**EXERCISE**
Your job with the data below: print everything from the line that holds "self.samples.iter().sum::<f64>() / self.samples.len()" down to the line that holds "affected unit instead.", ends included, exactly, and nothing else.

**GIVEN ENTRIES**
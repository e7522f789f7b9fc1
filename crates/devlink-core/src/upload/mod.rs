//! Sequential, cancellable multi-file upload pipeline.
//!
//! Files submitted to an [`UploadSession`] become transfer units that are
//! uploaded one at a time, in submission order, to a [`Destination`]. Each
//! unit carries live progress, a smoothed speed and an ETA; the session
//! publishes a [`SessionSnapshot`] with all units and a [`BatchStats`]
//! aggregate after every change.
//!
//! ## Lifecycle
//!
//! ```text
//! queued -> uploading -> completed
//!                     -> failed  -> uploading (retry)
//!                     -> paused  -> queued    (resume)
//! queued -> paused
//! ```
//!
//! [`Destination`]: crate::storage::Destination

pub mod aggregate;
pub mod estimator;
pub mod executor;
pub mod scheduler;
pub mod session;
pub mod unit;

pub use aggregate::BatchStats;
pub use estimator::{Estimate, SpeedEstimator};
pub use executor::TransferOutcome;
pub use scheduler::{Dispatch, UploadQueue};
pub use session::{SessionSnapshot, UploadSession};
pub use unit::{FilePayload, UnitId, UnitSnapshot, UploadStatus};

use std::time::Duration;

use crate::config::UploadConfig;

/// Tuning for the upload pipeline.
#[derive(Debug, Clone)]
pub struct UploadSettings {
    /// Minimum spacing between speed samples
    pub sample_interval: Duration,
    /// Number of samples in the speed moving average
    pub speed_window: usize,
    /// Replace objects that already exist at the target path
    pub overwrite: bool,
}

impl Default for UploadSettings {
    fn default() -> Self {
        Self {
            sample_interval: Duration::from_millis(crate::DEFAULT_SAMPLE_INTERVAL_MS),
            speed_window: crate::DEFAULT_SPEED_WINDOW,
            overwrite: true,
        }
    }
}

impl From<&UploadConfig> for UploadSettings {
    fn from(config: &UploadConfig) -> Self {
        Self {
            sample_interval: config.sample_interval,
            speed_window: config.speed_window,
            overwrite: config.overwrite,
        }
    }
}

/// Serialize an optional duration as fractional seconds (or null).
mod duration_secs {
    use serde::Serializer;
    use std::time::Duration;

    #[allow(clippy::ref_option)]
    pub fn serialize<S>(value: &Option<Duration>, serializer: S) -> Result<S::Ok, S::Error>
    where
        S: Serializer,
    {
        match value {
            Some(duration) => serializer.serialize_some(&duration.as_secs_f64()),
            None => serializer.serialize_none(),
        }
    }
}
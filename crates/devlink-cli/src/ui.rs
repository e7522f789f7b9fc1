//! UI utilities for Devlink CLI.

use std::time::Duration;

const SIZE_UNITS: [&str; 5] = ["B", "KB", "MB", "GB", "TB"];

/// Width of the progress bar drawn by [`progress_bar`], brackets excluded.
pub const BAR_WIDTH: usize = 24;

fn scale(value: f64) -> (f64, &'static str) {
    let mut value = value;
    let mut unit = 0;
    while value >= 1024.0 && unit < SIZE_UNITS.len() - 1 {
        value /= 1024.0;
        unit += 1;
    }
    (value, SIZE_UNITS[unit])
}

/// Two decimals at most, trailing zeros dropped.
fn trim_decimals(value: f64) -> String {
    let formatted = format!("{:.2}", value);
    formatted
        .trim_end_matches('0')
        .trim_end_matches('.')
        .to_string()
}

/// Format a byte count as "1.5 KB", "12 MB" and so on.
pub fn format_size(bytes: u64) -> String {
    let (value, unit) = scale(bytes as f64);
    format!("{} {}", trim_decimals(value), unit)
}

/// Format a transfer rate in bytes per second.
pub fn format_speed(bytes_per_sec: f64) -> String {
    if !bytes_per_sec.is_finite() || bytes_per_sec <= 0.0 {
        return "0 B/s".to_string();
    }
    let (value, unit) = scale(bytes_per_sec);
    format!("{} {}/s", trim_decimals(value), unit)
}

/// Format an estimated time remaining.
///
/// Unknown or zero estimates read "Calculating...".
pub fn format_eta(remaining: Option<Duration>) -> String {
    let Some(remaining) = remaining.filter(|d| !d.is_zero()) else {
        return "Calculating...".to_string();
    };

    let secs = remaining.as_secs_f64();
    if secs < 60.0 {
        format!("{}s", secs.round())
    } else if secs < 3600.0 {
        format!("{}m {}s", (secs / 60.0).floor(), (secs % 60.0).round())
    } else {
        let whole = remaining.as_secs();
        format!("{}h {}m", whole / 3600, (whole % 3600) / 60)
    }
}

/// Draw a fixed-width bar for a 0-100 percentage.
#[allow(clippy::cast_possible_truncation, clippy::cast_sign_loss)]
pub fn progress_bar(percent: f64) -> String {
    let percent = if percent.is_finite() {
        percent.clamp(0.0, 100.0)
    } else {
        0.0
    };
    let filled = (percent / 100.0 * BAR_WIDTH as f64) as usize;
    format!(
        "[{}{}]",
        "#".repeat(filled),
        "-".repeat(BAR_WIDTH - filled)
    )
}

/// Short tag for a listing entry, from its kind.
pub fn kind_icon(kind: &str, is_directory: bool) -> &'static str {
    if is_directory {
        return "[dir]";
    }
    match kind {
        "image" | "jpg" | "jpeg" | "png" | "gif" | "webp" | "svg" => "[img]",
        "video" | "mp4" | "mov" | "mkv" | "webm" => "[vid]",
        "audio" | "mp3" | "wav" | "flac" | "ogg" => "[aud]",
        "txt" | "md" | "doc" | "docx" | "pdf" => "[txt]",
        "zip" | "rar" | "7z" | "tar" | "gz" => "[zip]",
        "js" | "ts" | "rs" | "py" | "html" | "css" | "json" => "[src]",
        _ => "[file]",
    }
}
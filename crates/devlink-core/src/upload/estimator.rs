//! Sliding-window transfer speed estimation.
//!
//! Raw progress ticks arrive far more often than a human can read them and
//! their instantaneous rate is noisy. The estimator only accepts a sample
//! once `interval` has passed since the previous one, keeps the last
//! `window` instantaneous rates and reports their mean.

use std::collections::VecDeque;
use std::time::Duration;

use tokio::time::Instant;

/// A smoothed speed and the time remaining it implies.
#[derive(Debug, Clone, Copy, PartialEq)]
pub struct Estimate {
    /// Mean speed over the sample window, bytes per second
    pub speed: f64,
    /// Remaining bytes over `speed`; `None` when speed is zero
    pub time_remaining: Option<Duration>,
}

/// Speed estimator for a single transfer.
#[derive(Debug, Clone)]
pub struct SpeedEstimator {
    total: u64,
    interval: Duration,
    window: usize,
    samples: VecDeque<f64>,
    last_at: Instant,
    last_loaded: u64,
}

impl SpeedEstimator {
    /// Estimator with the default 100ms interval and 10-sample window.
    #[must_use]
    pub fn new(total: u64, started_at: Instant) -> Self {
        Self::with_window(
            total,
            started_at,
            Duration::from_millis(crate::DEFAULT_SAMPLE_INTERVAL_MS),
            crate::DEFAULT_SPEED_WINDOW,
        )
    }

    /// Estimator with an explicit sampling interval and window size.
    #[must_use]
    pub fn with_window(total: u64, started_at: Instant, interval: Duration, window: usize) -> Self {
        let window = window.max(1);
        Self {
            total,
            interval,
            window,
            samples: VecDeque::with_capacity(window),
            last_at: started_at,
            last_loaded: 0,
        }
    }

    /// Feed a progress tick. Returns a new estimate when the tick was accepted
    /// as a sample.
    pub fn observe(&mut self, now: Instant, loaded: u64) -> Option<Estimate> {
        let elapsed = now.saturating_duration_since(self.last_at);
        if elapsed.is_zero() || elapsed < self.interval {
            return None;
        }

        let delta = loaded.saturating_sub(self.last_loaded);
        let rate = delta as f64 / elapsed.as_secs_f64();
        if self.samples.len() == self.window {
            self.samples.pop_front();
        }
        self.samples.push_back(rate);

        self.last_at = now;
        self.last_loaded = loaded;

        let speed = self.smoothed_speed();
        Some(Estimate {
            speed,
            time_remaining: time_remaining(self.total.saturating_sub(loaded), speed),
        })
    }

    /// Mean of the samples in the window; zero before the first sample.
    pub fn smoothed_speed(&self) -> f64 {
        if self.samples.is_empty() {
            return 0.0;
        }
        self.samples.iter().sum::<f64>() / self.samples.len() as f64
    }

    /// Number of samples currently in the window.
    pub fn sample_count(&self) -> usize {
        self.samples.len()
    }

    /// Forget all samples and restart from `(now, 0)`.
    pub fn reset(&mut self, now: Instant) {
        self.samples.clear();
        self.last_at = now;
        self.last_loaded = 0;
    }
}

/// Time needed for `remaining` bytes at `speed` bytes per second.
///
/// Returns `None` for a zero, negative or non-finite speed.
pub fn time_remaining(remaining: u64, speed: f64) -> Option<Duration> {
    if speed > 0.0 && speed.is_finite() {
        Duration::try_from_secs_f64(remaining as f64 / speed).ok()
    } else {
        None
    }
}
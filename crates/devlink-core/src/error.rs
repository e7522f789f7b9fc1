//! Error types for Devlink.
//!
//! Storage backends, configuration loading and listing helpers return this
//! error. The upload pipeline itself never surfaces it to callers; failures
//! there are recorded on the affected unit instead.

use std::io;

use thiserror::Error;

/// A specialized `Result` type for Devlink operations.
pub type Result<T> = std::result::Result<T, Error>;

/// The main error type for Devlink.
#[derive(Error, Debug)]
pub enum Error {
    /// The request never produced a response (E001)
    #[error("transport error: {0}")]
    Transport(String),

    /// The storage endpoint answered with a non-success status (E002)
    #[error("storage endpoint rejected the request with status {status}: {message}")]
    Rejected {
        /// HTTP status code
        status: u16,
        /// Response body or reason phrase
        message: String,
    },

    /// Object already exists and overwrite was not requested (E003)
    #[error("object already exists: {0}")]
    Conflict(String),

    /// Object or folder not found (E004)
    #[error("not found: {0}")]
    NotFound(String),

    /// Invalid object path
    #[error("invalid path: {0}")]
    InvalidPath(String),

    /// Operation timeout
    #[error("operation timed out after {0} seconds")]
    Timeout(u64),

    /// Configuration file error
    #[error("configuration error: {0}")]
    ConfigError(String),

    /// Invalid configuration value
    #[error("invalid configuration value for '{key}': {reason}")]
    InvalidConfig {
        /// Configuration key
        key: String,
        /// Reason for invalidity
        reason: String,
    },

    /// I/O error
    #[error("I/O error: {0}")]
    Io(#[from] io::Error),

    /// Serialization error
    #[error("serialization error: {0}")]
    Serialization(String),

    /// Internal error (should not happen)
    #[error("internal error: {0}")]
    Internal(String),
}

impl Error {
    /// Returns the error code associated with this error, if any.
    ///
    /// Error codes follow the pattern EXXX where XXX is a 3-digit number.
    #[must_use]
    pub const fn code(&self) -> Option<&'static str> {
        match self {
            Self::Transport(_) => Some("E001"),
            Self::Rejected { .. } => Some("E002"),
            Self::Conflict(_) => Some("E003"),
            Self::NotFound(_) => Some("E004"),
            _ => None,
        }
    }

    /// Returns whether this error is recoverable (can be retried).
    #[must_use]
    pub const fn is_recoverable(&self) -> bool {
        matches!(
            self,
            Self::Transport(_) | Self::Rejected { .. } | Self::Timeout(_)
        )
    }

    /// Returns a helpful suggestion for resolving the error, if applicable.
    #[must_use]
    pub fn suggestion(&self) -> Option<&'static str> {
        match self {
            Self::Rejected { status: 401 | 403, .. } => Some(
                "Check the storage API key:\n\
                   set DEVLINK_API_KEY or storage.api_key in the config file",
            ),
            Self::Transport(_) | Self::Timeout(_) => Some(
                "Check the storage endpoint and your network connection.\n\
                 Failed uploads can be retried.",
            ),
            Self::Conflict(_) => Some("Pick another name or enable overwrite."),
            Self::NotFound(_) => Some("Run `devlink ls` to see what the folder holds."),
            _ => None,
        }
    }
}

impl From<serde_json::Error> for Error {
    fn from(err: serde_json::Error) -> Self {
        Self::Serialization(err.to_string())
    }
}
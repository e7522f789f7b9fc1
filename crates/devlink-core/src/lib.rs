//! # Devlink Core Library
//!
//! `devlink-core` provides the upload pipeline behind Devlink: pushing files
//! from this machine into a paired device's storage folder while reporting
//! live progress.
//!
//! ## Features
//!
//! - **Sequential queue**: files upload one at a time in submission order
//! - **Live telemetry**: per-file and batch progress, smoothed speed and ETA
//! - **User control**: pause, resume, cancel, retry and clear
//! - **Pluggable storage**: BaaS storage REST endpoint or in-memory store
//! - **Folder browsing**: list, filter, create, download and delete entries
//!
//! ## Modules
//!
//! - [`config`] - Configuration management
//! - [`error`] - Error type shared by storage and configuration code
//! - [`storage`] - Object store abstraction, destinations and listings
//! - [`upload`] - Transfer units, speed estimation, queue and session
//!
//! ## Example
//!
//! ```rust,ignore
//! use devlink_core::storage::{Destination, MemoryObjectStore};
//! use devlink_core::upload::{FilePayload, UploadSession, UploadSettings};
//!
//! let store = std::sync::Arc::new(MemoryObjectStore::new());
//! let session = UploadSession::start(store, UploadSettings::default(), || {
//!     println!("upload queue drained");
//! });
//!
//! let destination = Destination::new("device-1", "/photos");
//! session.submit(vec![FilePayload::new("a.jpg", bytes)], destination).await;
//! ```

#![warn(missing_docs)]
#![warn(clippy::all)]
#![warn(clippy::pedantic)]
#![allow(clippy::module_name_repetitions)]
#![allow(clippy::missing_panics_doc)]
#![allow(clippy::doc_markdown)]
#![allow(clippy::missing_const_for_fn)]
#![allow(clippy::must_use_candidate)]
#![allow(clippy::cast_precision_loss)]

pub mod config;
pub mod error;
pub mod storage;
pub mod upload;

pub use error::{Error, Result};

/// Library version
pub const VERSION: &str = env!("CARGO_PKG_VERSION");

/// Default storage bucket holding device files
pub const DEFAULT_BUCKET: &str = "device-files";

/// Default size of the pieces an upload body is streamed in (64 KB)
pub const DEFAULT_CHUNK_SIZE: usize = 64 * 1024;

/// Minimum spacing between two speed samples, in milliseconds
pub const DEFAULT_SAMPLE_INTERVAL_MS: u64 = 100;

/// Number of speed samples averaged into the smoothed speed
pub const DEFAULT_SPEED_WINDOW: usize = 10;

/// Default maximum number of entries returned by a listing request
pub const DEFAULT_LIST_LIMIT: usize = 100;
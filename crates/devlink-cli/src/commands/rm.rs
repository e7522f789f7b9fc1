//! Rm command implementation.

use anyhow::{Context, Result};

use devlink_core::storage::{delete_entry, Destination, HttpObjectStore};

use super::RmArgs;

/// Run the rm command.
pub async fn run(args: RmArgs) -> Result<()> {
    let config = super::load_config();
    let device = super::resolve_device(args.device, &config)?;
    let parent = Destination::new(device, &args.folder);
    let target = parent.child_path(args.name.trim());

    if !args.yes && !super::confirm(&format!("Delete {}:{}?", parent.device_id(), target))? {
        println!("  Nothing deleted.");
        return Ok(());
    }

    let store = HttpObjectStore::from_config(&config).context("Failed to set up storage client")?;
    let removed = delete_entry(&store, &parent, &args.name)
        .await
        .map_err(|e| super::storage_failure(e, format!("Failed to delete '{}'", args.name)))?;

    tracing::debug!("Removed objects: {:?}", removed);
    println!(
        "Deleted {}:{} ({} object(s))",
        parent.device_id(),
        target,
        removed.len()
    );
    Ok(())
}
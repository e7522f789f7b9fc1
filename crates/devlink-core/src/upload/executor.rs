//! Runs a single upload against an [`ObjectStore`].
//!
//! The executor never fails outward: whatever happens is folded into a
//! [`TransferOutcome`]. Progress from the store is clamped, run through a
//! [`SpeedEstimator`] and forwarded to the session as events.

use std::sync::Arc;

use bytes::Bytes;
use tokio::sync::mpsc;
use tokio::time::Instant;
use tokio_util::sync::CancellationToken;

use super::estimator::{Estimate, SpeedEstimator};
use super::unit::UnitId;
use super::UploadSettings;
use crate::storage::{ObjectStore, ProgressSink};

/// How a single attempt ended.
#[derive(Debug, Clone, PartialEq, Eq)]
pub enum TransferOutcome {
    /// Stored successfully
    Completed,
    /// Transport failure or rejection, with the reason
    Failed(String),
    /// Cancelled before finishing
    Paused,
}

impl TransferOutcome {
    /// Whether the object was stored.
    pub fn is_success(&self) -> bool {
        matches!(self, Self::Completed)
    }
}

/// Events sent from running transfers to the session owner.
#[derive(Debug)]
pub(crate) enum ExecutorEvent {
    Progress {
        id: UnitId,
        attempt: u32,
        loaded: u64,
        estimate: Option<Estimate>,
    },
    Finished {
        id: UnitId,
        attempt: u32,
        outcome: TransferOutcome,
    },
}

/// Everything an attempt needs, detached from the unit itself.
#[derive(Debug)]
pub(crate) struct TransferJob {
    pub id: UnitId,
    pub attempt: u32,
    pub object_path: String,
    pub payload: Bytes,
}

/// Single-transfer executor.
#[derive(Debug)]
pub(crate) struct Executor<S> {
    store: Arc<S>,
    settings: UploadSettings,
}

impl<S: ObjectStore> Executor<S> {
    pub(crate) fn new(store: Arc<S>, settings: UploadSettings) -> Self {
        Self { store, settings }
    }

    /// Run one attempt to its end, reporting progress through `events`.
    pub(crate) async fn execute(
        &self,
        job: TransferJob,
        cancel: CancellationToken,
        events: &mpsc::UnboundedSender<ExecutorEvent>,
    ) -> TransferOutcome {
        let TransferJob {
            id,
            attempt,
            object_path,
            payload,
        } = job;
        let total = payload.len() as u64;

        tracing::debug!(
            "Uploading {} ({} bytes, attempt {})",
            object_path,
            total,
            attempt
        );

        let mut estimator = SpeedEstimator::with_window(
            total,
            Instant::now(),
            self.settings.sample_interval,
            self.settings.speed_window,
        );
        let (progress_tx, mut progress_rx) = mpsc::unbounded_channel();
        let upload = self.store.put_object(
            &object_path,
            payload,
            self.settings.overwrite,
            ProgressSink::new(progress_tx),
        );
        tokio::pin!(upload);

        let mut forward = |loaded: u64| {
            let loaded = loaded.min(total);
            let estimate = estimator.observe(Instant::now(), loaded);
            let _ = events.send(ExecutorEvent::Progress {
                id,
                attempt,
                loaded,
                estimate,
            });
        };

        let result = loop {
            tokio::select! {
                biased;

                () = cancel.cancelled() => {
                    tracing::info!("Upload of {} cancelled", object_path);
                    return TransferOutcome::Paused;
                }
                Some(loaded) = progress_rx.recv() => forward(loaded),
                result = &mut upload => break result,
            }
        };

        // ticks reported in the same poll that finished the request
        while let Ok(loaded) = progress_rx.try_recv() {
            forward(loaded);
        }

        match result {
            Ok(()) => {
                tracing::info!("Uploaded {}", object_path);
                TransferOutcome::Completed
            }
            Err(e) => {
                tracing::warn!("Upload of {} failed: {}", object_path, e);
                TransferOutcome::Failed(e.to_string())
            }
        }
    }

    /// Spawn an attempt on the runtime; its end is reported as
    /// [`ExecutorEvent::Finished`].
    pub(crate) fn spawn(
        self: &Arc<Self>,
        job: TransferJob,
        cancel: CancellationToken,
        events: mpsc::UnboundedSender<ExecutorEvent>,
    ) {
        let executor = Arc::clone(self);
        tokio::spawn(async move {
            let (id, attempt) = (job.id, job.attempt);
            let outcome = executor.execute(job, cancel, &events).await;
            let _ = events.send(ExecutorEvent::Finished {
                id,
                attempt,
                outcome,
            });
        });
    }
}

**RESULT FOR THIS TASK**
        self.samples.iter().sum::<f64>() / self.samples.len() as f64
    }

    /// Number of samples currently in the window.
    pub fn sample_count(&self) -> usize {
        self.samples.len()
    }

    /// Forget all samples and restart from `(now, 0)`.
    pub fn reset(&mut self, now: Instant) {
        self.samples.clear();
        self.last_at = now;
        self.last_loaded = 0;
    }
}

/// Time needed for `remaining` bytes at `speed` bytes per second.
///
/// Returns `None` for a zero, negative or non-finite speed.
pub fn time_remaining(remaining: u64, speed: f64) -> Option<Duration> {
    if speed > 0.0 && speed.is_finite() {
        Duration::try_from_secs_f64(remaining as f64 / speed).ok()
    } else {
        None
    }
}
filename crates/devlink-core/src/error.rs
repository e7522f789f7b9fc1
//! Error types for Devlink.
//!
//! Storage backends, configuration loading and listing helpers return this
//! error. The upload pipeline itself never surfaces it to callers; failures
//! there are recorded on the affected unit instead.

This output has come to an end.